On Thu, Jul 1, 2010 at 3:18 AM, Eric Wong <normalperson@yhbt.net> wrote:
> Ryan King <ryan@twitter.com> wrote:
>
> Sorry for the late response, I was afk the entire day.
>
>> On Tue, Jun 29, 2010 at 7:45 PM, Eric Wong <normalperson@yhbt.net> wrote:
>> > Ryan King <ryan@twitter.com> wrote:
>> >> On Mon, Jun 28, 2010 at 5:50 PM, Eric Wong <normalperson@yhbt.net> wrote:
> <snip>
>
>> > What happens when you run fewer Unicorn workers or increase concurrency
>> > with ab?
>>
>> I bumped the concurrency up to 2000 (with 16 workers) and still no
>> queuing (according to raindrops).
>>
>> Interestingly, when I ran this benchmark ab died because of timeouts.
>> I lowered the concurrency back to 16 and ran it again, which quickly
>> caused timeouts.
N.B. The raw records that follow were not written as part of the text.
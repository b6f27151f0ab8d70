//! Common test utilities and setup

#![allow(dead_code)]

use forge_dashboard::testing::MockTaskApi;
use forge_dashboard::{Dashboard, DashboardSettings, PollPolicy, Route};
use std::sync::Arc;
use std::time::Duration;
use tokio::time::Instant;

pub const BACKEND: &str = "http://backend.test:9000";
pub const INTERVAL: Duration = Duration::from_millis(1000);

pub fn settings() -> DashboardSettings {
    DashboardSettings {
        base_url: BACKEND.to_string(),
        policy: PollPolicy::new(INTERVAL),
        ..DashboardSettings::default()
    }
}

pub fn dashboard(mock: &Arc<MockTaskApi>) -> Dashboard {
    Dashboard::new(mock.clone(), settings())
}

/// Dispatch whatever is due and wait for it to land
pub async fn step(dashboard: &mut Dashboard) {
    let now = Instant::now();
    dashboard.tick(now);
    dashboard.settle(now).await;
}

/// Dashboard on `route` with its first fetches applied
pub async fn open(mock: &Arc<MockTaskApi>, route: Route) -> Dashboard {
    let mut dashboard = dashboard(mock);
    dashboard.navigate(route, Instant::now());
    step(&mut dashboard).await;
    dashboard
}

/// Advance the paused clock by one poll interval, then poll
pub async fn next_poll(dashboard: &mut Dashboard) {
    tokio::time::advance(INTERVAL).await;
    step(dashboard).await;
}
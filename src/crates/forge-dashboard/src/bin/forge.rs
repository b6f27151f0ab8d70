//! Forge CLI - dashboard and task commands for the test-automation backend
//!
//! Main entry point for the `forge` command-line tool.

use anyhow::Context;
use clap::{Parser, Subcommand};
use forge_dashboard::cli;
use forge_dashboard::logging::{init_logging, LogTarget};
use forge_dashboard::tui::{run_tui, App};
use forge_dashboard::{
    version_info, ConfigSource, Dashboard, DashboardSettings, ForgeConfig, HttpTaskClient, Route,
    ShutdownCoordinator, TaskApi, TaskStatus,
};
use std::path::PathBuf;
use std::sync::Arc;
use tokio::time::Instant;

#[derive(Parser)]
#[command(name = "forge")]
#[command(about = "Forge - dashboard for YAML-defined browser test tasks", long_about = None)]
#[command(version = env!("CARGO_PKG_VERSION"))]
struct Cli {
    /// Read configuration from this file instead of ~/.forge and ./.forge
    #[arg(short, long, global = true)]
    config: Option<PathBuf>,

    /// Backend origin, e.g. http://localhost:8000
    #[arg(long, env = "FORGE_BACKEND_URL", global = true)]
    backend_url: Option<String>,

    /// Poll interval for active tasks, in milliseconds
    #[arg(long, global = true)]
    poll_interval_ms: Option<u64>,

    /// Increase log verbosity (-v debug, -vv trace)
    #[arg(short, long, action = clap::ArgAction::Count, global = true)]
    verbose: u8,

    #[command(subcommand)]
    command: Option<Commands>,
}

#[derive(Subcommand)]
enum Commands {
    /// Open the terminal dashboard (default)
    Dashboard {
        /// Start on this route: /tasks or /tasks/<id>
        #[arg(short, long, default_value = "/tasks")]
        route: Route,
    },

    /// Task management commands
    #[command(subcommand)]
    Tasks(TaskCommands),

    /// Check backend health
    Status {
        /// Output format: text (default), json
        #[arg(short, long, default_value = "text")]
        format: String,
    },

    /// Configuration commands
    #[command(subcommand)]
    Config(ConfigCommands),

    /// Show version information
    Version,
}

#[derive(Subcommand)]
enum TaskCommands {
    /// List all tasks, newest first
    List,
    /// Show a task with its steps and execution state
    Show {
        /// Task ID
        id: String,
    },
    /// Create a new task
    Create {
        /// Task name
        name: String,
        /// Task description
        #[arg(short, long)]
        description: Option<String>,
        /// Read the YAML definition from this file
        #[arg(short, long)]
        yaml_file: Option<PathBuf>,
        /// Test case file path known to the backend
        #[arg(short, long)]
        testcase_file: Option<String>,
    },
    /// Delete a task
    Delete {
        /// Task ID
        id: String,
    },
    /// Start a task
    Start {
        /// Task ID
        id: String,
        /// Keep polling until the task settles
        #[arg(short, long)]
        watch: bool,
    },
    /// Follow a task until it settles
    Watch {
        /// Task ID
        id: String,
    },
}

#[derive(Subcommand)]
enum ConfigCommands {
    /// Write a commented default configuration file
    Init {
        /// Write ./.forge/forge.toml instead of ~/.forge/forge.toml
        #[arg(short, long)]
        project: bool,
        /// Overwrite an existing file
        #[arg(short, long)]
        force: bool,
    },
    /// Print the effective configuration
    Show,
}

async fn load(cli: &Cli) -> anyhow::Result<(ForgeConfig, ConfigSource)> {
    let source = ConfigSource::resolve(cli.config.as_deref())?;
    let mut config = source.load().await?;

    if let Some(url) = &cli.backend_url {
        config.backend.base_url = url.clone();
    }
    if let Some(interval) = cli.poll_interval_ms {
        config.polling.interval_ms = interval;
    }
    Ok((config, source))
}

fn client_for(config: &ForgeConfig) -> anyhow::Result<Arc<HttpTaskClient>> {
    let client = HttpTaskClient::new(&config.backend).context("Failed to create backend client")?;
    Ok(Arc::new(client))
}

async fn run_dashboard(config: &ForgeConfig, verbose: u8, route: Route) -> anyhow::Result<()> {
    // the dashboard owns the terminal, so logs go to a file
    let target = match config.log_file_path() {
        Some(path) => LogTarget::File(path),
        None => LogTarget::Stderr,
    };
    init_logging(&config.logging, verbose, target)?;

    let client = client_for(config)?;
    let mut dashboard = Dashboard::new(client, DashboardSettings::from(config));
    dashboard.navigate(route, Instant::now());

    let mut app = App::new(dashboard, config.ui.open_in_browser);
    run_tui(&mut app).await?;
    Ok(())
}

async fn run_tasks(command: TaskCommands, config: &ForgeConfig) -> anyhow::Result<()> {
    let client = client_for(config)?;
    let api: &dyn TaskApi = client.as_ref();

    match command {
        TaskCommands::List => cli::task::handle_list(api).await?,
        TaskCommands::Show { id } => cli::task::handle_show(api, &id).await?,
        TaskCommands::Create {
            name,
            description,
            yaml_file,
            testcase_file,
        } => {
            cli::task::handle_create(api, name, description, yaml_file.as_deref(), testcase_file).await?;
        }
        TaskCommands::Delete { id } => cli::task::handle_delete(api, &id).await?,
        TaskCommands::Start { id, watch: false } => cli::task::handle_start(api, &id).await?,
        TaskCommands::Start { id, watch: true } => watch(client, config, &id, true).await?,
        TaskCommands::Watch { id } => watch(client, config, &id, false).await?,
    }
    Ok(())
}

async fn watch(client: Arc<HttpTaskClient>, config: &ForgeConfig, id: &str, start: bool) -> anyhow::Result<()> {
    let shutdown = ShutdownCoordinator::new();
    let _signals = shutdown.install_signal_handlers();

    let status = cli::watch_task(client, DashboardSettings::from(config), id, start, &shutdown).await?;
    match status {
        Some(TaskStatus::Failed) | Some(TaskStatus::Error) => anyhow::bail!("Task {} did not pass", id),
        _ => Ok(()),
    }
}

#[tokio::main]
async fn main() -> anyhow::Result<()> {
    let cli = Cli::parse();

    match &cli.command {
        Some(Commands::Version) => {
            println!("{}", version_info());
            return Ok(());
        }
        Some(Commands::Config(ConfigCommands::Init { project, force })) => {
            cli::config::handle_init(*project, *force)?;
            return Ok(());
        }
        _ => {}
    }

    let (config, source) = load(&cli).await?;

    match cli.command {
        None => run_dashboard(&config, cli.verbose, Route::Tasks).await,
        Some(Commands::Dashboard { route }) => run_dashboard(&config, cli.verbose, route).await,
        Some(command) => {
            init_logging(&config.logging, cli.verbose, LogTarget::Stderr)?;
            match command {
                Commands::Tasks(task_cmd) => run_tasks(task_cmd, &config).await,
                Commands::Status { format } => {
                    let client = client_for(&config)?;
                    cli::status::handle_status(&client, &format).await?;
                    Ok(())
                }
                Commands::Config(ConfigCommands::Show) => {
                    cli::config::handle_show(&config, &source)?;
                    Ok(())
                }
                Commands::Dashboard { .. } | Commands::Version | Commands::Config(ConfigCommands::Init { .. }) => Ok(()),
            }
        }
    }
}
When I looked at the unicorn processes it was obvious
>> that they were still processing a backlog processes from the first ab
>> run. I'm not sure if this is how it is supposed to work, but it was
>> surprising to me.
>
> They were buffered in the kernel, and Unicorn doesn't have a good way to
> know if a client disconnected until Unicorn tries writing the response
> (often not even the first packets).
>
>> > How large are your responses?
>>
>> About 43 KB.
>
> That should be small enough to fit inside the default socket buffers
> without ever blocking.
>
>> > If you have small responses, Unicorn could've also finished writing the
>> > response to the socket buffers and accepted another connection by the
>> > time ab gets around to reading the socket.
>> >
>> > Under Linux, Unicorn (and Mongrel) also uses TCP_DEFER_ACCEPT with a
>> > value of 1 (second)[1], so it won't even register in the queue if
>> > ab opened the socket and didn't have a chance to write to it, yet...
>> >
>> > You could try commenting out the setsockopt call to set
>> > TCP_DEFER_ACCEPT in lib/unicorn/socket_helper.rb for testing
>> > and see if the queue jumps up, too..
>>
>> We're not setting the tcp_nodelay option, so that code shouldn't be
>> getting run, right?
>
> It does run and we always set TCP_DEFER_ACCEPT (since the Mongrel days).
> It is safe to disable for Unicorn if you're behind a reverse proxy,
> but it shouldn't be a noticeable performance hit either way.
>
> I'll definitely make this configurable in the future (since higher
> values are desirable against some attacks), but there's no reason to
> disable it for anything other than benchmarking/testing you're doing
> now..
>
>> > I noticed that the usage string for linux-tcp-listener-stats.rb was
>> > wrong yesterday (and updated it in rainbows.git), but you can try
>> > running it in a tight delay loop with "-d <seconds>":
>> >
>> >  ruby linux-tcp-listener-stats.rb -d 0.01 | awk '$3 != 0 { print $0}'
>> >
>> > The above will only print lines if there are queued connections.  You
>> > can replace "-d 0.01" with a smaller number, but Raindrops (and the
>> > underlying tcpdiag kernel module) can only give a snapshot of the
>> > current queue size).
>>
>> I had done basically the same thing in previous test runs. Never any
>> queued requests.
>>
>> I'm really hoping that I just misunderstand something here, but it
>> seems that our unicorn processes are accepting connections long before
>> they can service them.
>
> Now that I think about it, it could be possible you're making a small
> mistake in your linux-tcp-listener-stats invocation.
>
> Unicorn listens to all interfaces on a specified port by default (e.g.
> 0.0.0.0:8080)  So you would need to point linux-tcp-listener-stats.rb
> to "0.0.0.0:8080" and not "127.0.0.1:8080" (which may provide you
> with a list of _client_ sockets, not server ones).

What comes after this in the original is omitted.